Your task: Only lines containing "Arabic" belong in the answer, each copied from the entries below.

------ Supplied records ------

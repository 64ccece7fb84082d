//! Letter-value numerology for Arabic (Ebced), Hebrew (Gematria) and Greek (Isopsephy) text.
//!
//! Text is normalized by dropping whitespace and the script's diacritics, every remaining
//! character is valued from a fixed table, and Arabic text additionally gets four alternate
//! totals plus counts of its sun and moon letters.
//!
//! # Example
//!
//! ```
//! use numerology::{Alphabet, CalculationVariant, calculate};
//!
//! let result = calculate("אב", Alphabet::Hebrew, CalculationVariant::Normal).unwrap();
//! assert_eq!(result.total, 3);
//! assert_eq!(result.rows.len(), 2);
//! assert!(result.variations.is_none());
//! ```

pub mod alphabet;
pub mod calculator;
pub mod error;
pub mod normalize;
pub mod tables;
pub mod valuer;
pub mod variations;

// Re-export main types for convenience
pub use alphabet::{Alphabet, AlphabetInfo, CalculationVariant, TextDirection};
pub use calculator::{CalculationResult, Calculator, calculate, calculate_total};
pub use error::NumerologyError;
pub use normalize::normalize;
pub use valuer::LetterRow;
pub use variations::{EbcedVariations, VariationPolicy};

------

Result of the task:
//! Letter-value numerology for Arabic (Ebced), Hebrew (Gematria) and Greek (Isopsephy) text.
//! character is valued from a fixed table, and Arabic text additionally gets four alternate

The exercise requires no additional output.